Alberto mezzo uscito di sé, domandando misericordia; dice il vescovo:
– Sai tu il Paternostro ?
Dice Alberto:
– Messer sí.
– Dillo tosto, – disse lo inquisitore.
Alberto cominciò; e non accordando l’aggettivo col sustantivo, giunse balbettando a uno scuro passo, là dove dice: da nobis hodie ; e di quello non ne potea uscire. Di che lo inquisitore, udendolo, disse:
– Alberto, io l’ho inteso; ché chi è paterino, non puote dire le cose sante; va’, e fa’ che domattina tu torni a me, e io formerò il processo secondo che meriterai.
Dice Alberto:
– Io tornerò da voi; ma io vi prego per l’amore di Dio che io vi sia raccomandato.
Disse lo inquisitore:
– Va’, e fa’ che io ti dico.
Allora si partí, e tornando verso casa, trovò messer Guccio Tolomei che allo inquisitore per questa faccenda andava. Messer Guccio, veggendolo tornare, dice:
– Alberto, la cosa dee stare bene, quando tu torni.
Disse Alberto:
– Gnaffe! non istà, però che dice che io sono paterino, e che io torni a lui domattina, e ancora non mancò per quella puttana di donna Bisodia che è scritta nel Paternostro  che non mi facesse morire allotta allotta. Di che io vi prego per l’amore di Dio che andiate a lui e preghiate che io gli sia raccomandato.
Disse messer Guccio:
– Io vo là, e ingegnerommi fare ciò che io potrò al tuo scampo.

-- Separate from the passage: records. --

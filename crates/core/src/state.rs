// SPDX-License-Identifier: BUSL-1.1
// Copyright (c) 2026 Alfred Jean LLC

//! Per-instance state bits behind a mutex + condition pair.
//!
//! Separate from the event mutex: senders setting EVENTS_PENDING never
//! contend with a drain that is walking a swapped-out buffer. A cooperative
//! loop may additionally register an async waker so `post` wakes it without
//! blocking the runtime on the condvar.

use std::sync::Arc;

use parking_lot::{Condvar, Mutex};
use tokio::sync::Notify;

/// The instance thread finished its bring-up and the returned id is safe
/// to use.
pub const ACTIVE: u8 = 0b001;
/// The mailbox holds at least one undrained frame.
pub const EVENTS_PENDING: u8 = 0b010;
/// `stop_loop` was called; the loop exits after the current drain.
pub const LOOP_CLOSE_REQUEST: u8 = 0b100;

/// State bitmask guarded by its own mutex, with a condvar for blocking
/// waiters and an optional [`Notify`] for a cooperative loop.
#[derive(Default)]
pub struct StateCell {
    bits: Mutex<u8>,
    cond: Condvar,
    waker: Mutex<Option<Arc<Notify>>>,
}

impl StateCell {
    pub fn new() -> Self {
        Self::default()
    }

    /// Set bits and wake every waiter (condvar and registered waker).
    pub fn set(&self, bits: u8) {
        *self.bits.lock() |= bits;
        self.cond.notify_all();
        if let Some(waker) = self.waker.lock().as_ref() {
            waker.notify_one();
        }
    }

    pub fn clear(&self, bits: u8) {
        *self.bits.lock() &= !bits;
    }

    pub fn contains(&self, bits: u8) -> bool {
        *self.bits.lock() & bits == bits
    }

    /// Block until any bit of `mask` is set; returns the bits seen.
    pub fn wait_any(&self, mask: u8) -> u8 {
        let mut bits = self.bits.lock();
        while *bits & mask == 0 {
            self.cond.wait(&mut bits);
        }
        *bits & mask
    }

    /// Snapshot of `mask` bits without blocking.
    pub fn peek(&self, mask: u8) -> u8 {
        *self.bits.lock() & mask
    }

    /// Install an async waker that `set` signals alongside the condvar.
    /// The cooperative loop of a serving instance registers one so event
    /// posts interleave with I/O ticks.
    pub fn register_waker(&self, waker: Arc<Notify>) {
        *self.waker.lock() = Some(waker);
    }

    pub fn clear_waker(&self) {
        *self.waker.lock() = None;
    }
}

#[cfg(test)]
#[path = "state_tests.rs"]
mod tests;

E cosí andò messer Guccio, e portando all’inquisitore la novella di donna Bisodia, ne feciono per due ore grandissime risa. E mandando lo inquisitore, innanzi che messer Guccio si partisse, per lo detto Alberto, ed elli con gran timore tornandovi, gli diede lo inquisitore ad intendere che se non fosse messer Guccio, l’averebbe arso; e ben lo meritava, però che di nuovo avea inteso ancora peggio, che d’una santa donna, cioè di donna Bisodia, sanza la quale non si puote cantare messa, avea detto essere una puttana; e ch’egli andasse e tenesse sí fatti modi che non avesse piú a mandare per lui. Alberto, chiamando misericordia, disse non dirlo mai piú, e tutto doloroso della paura che avea aúta, con messer Guccio a casa si tornò. Il quale messer Guccio, avendo condotto la cosa come avea voluto, gran tempo nella sua mente ne godeo, e senza Alberto e con Alberto.

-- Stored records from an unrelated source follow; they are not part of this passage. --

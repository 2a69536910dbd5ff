// SPDX-License-Identifier: BUSL-1.1
// Copyright (c) 2026 Alfred Jean LLC

// Allow panic!/unwrap/expect in test code
#![cfg_attr(test, allow(clippy::panic))]
#![cfg_attr(test, allow(clippy::unwrap_used))]
#![cfg_attr(test, allow(clippy::expect_used))]

//! comexe-runtime: the scripted application container.
//!
//! One [`Application`] per process owns the instance registry. Each instance
//! is one OS thread plus one exclusively-owned script engine plus one
//! mailbox; the only communication between instances is the typed event bus.

pub mod app;
pub mod bus;
pub mod engine;
pub mod instance;
pub mod warn;

#[cfg(any(test, feature = "test-support"))]
pub mod fake_engine;

pub use app::{Application, ApplicationBuilder, SpawnError, SpawnSpec};
pub use engine::{EngineError, EngineFactory, InstanceCtx, ScriptEngine, PRELOADS};
#[cfg(any(test, feature = "test-support"))]
pub use fake_engine::{FakeEngineFactory, FakeProgram, RecordedCall};
pub use warn::WarningRouter;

Belle sono le inventive de’ gentiluomeni per avere diletto di nuove e di semplici persone; ma piú bello fu il caso che la fortuna trovò in Alberto, essendo impacciato da donna Bisodia; e forse forse, se Alberto fosse stato uno ricco uomo, lo inquisitore gli averebbe dato tanto ad intendere che si serebbe ricomperato de’ suoi denari, per non essere arso o cruciato.